Functional programming languages are a neat tool to write parsers, especially when equipped with a pattern matching mechanism.
Here’s the beginning of our SQL parser in memdb:
(define parse_sql (lambda (s) (begin (define identifier (lambda (s) (match s (regex "(?is)^`(.*)`(.*)" _ id rest) '(id rest) (regex "(?is)^([a-zA-Z_][a-zA-Z_0-9]*)(.*)" _ id rest) '(id rest) (error (concat "expected identifier, found " s)) ))) (match s (regex "(?s)^\\s*(?m:--.*?$)(.*)" _ rest) /* comment */ (parse_sql rest) (concat "\n" rest) (parse_sql rest) (regex "(?is)^\\s+(.*)" _ rest) (parse_sql rest) (regex "(?is)^CREATE(?:\\s|\\n)+TABLE(?:\\s|\\n)+(.*)" _ rest) (match (identifier rest) '(id rest) (concat "tablecreate " id ", decl: " rest) (error "expected identifier")) (error (concat "unknown SQL syntax: " s)) ) )))

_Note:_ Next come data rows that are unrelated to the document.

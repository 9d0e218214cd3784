//! Execution coordinator: drains a fund's signal queue, sizes each signal,
//! derives the limit price, submits through the gateway, and maintains the
//! fund's position map and daily counters.
//!
//! One executor per fund, driven by the 100 ms queue-drain tick. It is the
//! single writer of the fund's position map; failures are local to the
//! signal being processed.

use chrono::{DateTime, Utc};
use parking_lot::Mutex;
use std::collections::HashMap;
use std::sync::Arc;
use tracing::{debug, info, warn};
use uuid::Uuid;

use crate::analytics::AnalyticsClient;
use crate::clock::Clock;
use crate::error::{GatewayError, RejectReason};
use crate::gateway::{LimitOrderRequest, OrderGateway};
use crate::marketdata::TobCache;
use crate::models::{
    AlphaSignal, ExecutionMode, ExecutionRecord, Fund, FundPosition, PendingOrder, Side, Signal,
    Urgency,
};
use crate::queue::{QueuedSignal, SignalQueue};
use crate::registry::{FundMetrics, FundState};
use crate::sizing::{round_price, round_shares, size_signal, DailyCounters, SizingContext, SizingOutcome};

/// Residual below this is treated as a closed position.
const SHARE_EPSILON: f64 = 1e-9;

pub struct FundExecutor {
    fund: Arc<Fund>,
    queue: Arc<SignalQueue>,
    gateway: Arc<dyn OrderGateway>,
    analytics: Arc<dyn AnalyticsClient>,
    tob: Arc<TobCache>,
    clock: Arc<dyn Clock>,
    state: Arc<FundState>,
    pending: Mutex<HashMap<String, PendingOrder>>,
    daily: Mutex<DailyCounters>,
}
impl CompleteSetStrategy {
    #[allow(clippy::too_many_arguments)]
    pub fn new(
        fund: Arc<Fund>,
        queue: Arc<SignalQueue>,
        analytics: Arc<dyn AnalyticsClient>,
        tob: Arc<TobCache>,
        feed: Option<Arc<TobFeed>>,
        executor: Arc<FundExecutor>,
        clock: Arc<dyn Clock>,
        metrics: Arc<FundMetrics>,
    ) -> Self {
        Self {
            fund,
            queue,
            analytics,
            tob,
            feed,
            executor,
            clock,
            metrics,
            poll_interval: Duration::from_secs(2),
            state: Mutex::new(ArbState {
                active: HashMap::new(),
                recently_processed: BoundedIdSet::new(RECENT_CAPACITY),
            }),
        }
    }

    pub fn active_arbs(&self) -> usize {
        // Poll loop and status readers only; maintenance holds the lock.
        self.state.try_lock().map(|s| s.active.len()).unwrap_or(0)
    }

    fn leg_signal(
        &self,
        market: &BinaryMarketRow,
        arb_id: &str,
        leg: &str,
        token_id: &str,
        ask: f64,
        per_side_notional: f64,
        confidence: f64,
        edge: f64,
        now: DateTime<Utc>,
    ) -> AlphaSignal {
        let mut metadata = HashMap::new();
        metadata.insert(
            "arb_id".to_string(),
            serde_json::Value::String(arb_id.to_string()),
        );
        metadata.insert("leg".to_string(), serde_json::Value::String(leg.to_string()));
        metadata.insert(
            "edge".to_string(),
            serde_json::Value::from(edge),
        );

        AlphaSignal {
            id: format!("arb:{arb_id}:{leg}"),
            source: "arb".to_string(),
            action: AlphaAction::Buy,
            market_slug: market.slug.clone(),
            token_id: token_id.to_string(),
            outcome: if leg == "YES" { "Yes" } else { "No" }.to_string(),
            confidence,
            strength: 1.0,
            urgency: Urgency::High,
            price: ask,
            suggested_notional: Some(per_side_notional),
            suggested_fraction: None,
            reason: format!("complete-set edge {:.3} on {}", edge, market.slug),
            metadata,
            detected_at: now,
            expires_at: now + SIGNAL_TTL,
        }
    }

    fn evaluate(
        &self,
        market: &BinaryMarketRow,
        yes: &TopOfBook,
        no: &TopOfBook,
    ) -> Option<(f64, f64, f64)> {
        if yes.ask <= 0.0 || no.ask <= 0.0 {
            return None;
        }
        let edge = 1.0 - (yes.ask + no.ask);
        if edge < MIN_EDGE {
            debug!(market = %market.slug, edge, "edge below threshold");
            return None;
        }

        let per_side = (self.fund.params.max_arb_notional_usd / 2.0)
            .min(0.5 * yes.ask_notional().min(no.ask_notional()));
        if per_side < MIN_PER_SIDE_USD {
            debug!(market = %market.slug, per_side, "per-side size too small");
            return None;
        }

        let confidence = (0.5 + (edge / 0.03) * 0.45).clamp(0.0, 0.95);
        Some((edge, per_side, confidence))
    }
}

#[async_trait]
impl Strategy for CompleteSetStrategy {
    fn fund_id(&self) -> &str {
        &self.fund.id
    }

    fn poll_interval(&self) -> Duration {
        self.poll_interval
    }

    fn maintenance_interval(&self) -> Option<Duration> {
        Some(Duration::from_secs(60))
    }

    async fn poll(&self) {
        let now = self.clock.now_utc();
        let mut state = self.state.lock().await;
        if state.active.len() >= MAX_ACTIVE_ARBS {
            return;
        }

        let analytics = self.analytics.clone();
        let markets = match with_retry("binary_markets", || {
            let analytics = analytics.clone();
            async move { analytics.binary_markets(now).await }
        })
        .await
        {
            Ok(markets) => markets,
            Err(_) => {
                FundMetrics::incr(&self.metrics.polls_failed);
                return;
            }
        };

        for market in &markets {
            if state.active.len() >= MAX_ACTIVE_ARBS {
                break;
            }
            if state.active.contains_key(&market.slug)
                || state.recently_processed.contains(&market.slug)
            {
                continue;
            }

            if let Some(feed) = &self.feed {
                feed.ensure_subscribed(&market.yes_token);
                feed.ensure_subscribed(&market.no_token);
            }

            // Stale or missing books leave the market unmarked: the quotes
            // may be fresh on a later pass.
            let Some(yes) = self.tob.get_fresh(&market.yes_token, now) else {
                continue;
            };
            let Some(no) = self.tob.get_fresh(&market.no_token, now) else {
                continue;
            };
            if yes.ask_notional() < MIN_ASK_NOTIONAL_USD
                || no.ask_notional() < MIN_ASK_NOTIONAL_USD
            {
                continue;
            }

            let Some((edge, per_side, confidence)) = self.evaluate(market, &yes, &no) else {
                // Evaluated against fresh books and found wanting.
                state.recently_processed.insert(&market.slug);
                continue;
            };

            let arb_id = Uuid::new_v4().to_string();
            info!(
                fund = %self.fund.id,
                market = %market.slug,
                edge,
                per_side,
                confidence,
                arb_id = %arb_id,
                "complete-set opportunity, enqueueing pair"
            );

            let yes_leg = self.leg_signal(
                market, &arb_id, "YES", &market.yes_token, yes.ask, per_side, confidence, edge,
                now,
            );
            let no_leg = self.leg_signal(
                market, &arb_id, "NO", &market.no_token, no.ask, per_side, confidence, edge, now,
            );
            if self.queue.enqueue(Signal::Alpha(yes_leg), now) {
                FundMetrics::incr(&self.metrics.signals_emitted);
            }
            if self.queue.enqueue(Signal::Alpha(no_leg), now) {
                FundMetrics::incr(&self.metrics.signals_emitted);
            }

            state.active.insert(
                market.slug.clone(),
                ActiveArb {
                    arb_id,
                    yes_token: market.yes_token.clone(),
                    no_token: market.no_token.clone(),
                    entered_at: now,
                    end_time: market.end_time,
                    per_side_notional: per_side,
                },
            );
            state.recently_processed.insert(&market.slug);
        }
    }

    /// Resolution housekeeping: markets whose end-time has passed settle at
    /// 1.00 per matched pair and leave the active set.
    async fn maintenance(&self) {
        let now = self.clock.now_utc();
        let mut state = self.state.lock().await;
        let resolved: Vec<(String, ActiveArb)> = state
            .active
            .iter()
            .filter(|(_, arb)| arb.end_time <= now)
            .map(|(slug, arb)| (slug.clone(), arb.clone()))
            .collect();

        for (slug, arb) in resolved {
            let realized =
                self.executor
                    .settle_complete_set(&slug, &arb.yes_token, &arb.no_token);
            info!(
                fund = %self.fund.id,
                market = %slug,
                arb_id = %arb.arb_id,
                held_for_secs = now.signed_duration_since(arb.entered_at).num_seconds(),
                per_side = arb.per_side_notional,
                realized,
                "arb resolved"
            );
            state.active.remove(&slug);
        }
    }
}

As you can see, you can nearly write EBNF syntax in scheme despite the exception that you are bound to left linearity.
I extended scheme with the
match instruction which takes the following parameters:
(match value [pattern result] ... [default])
pattern can be one of:
"string"matches string equality
variablematches any value and stores the value into the variable
(concat "string" variable)splits away a fixed prefix
(concat variable "string" variable)splits away a fixed infix
(concat variable "string")splits away a fixed postfix
'(pattern pattern pattern ...)matches only a list with the same amount of items and matching patterns
(regex "pattern" variable variable variable)will parse the value as a regex and store all captured groups into variables
When a value matches the pattern, the result is evaluated. Matched variables can be used in the
result expression. If no match has been found,
default is evaluated.
This way, we can write parsers very intuitively, but also optimizers that traverse tree structure patterns become very easy to implement.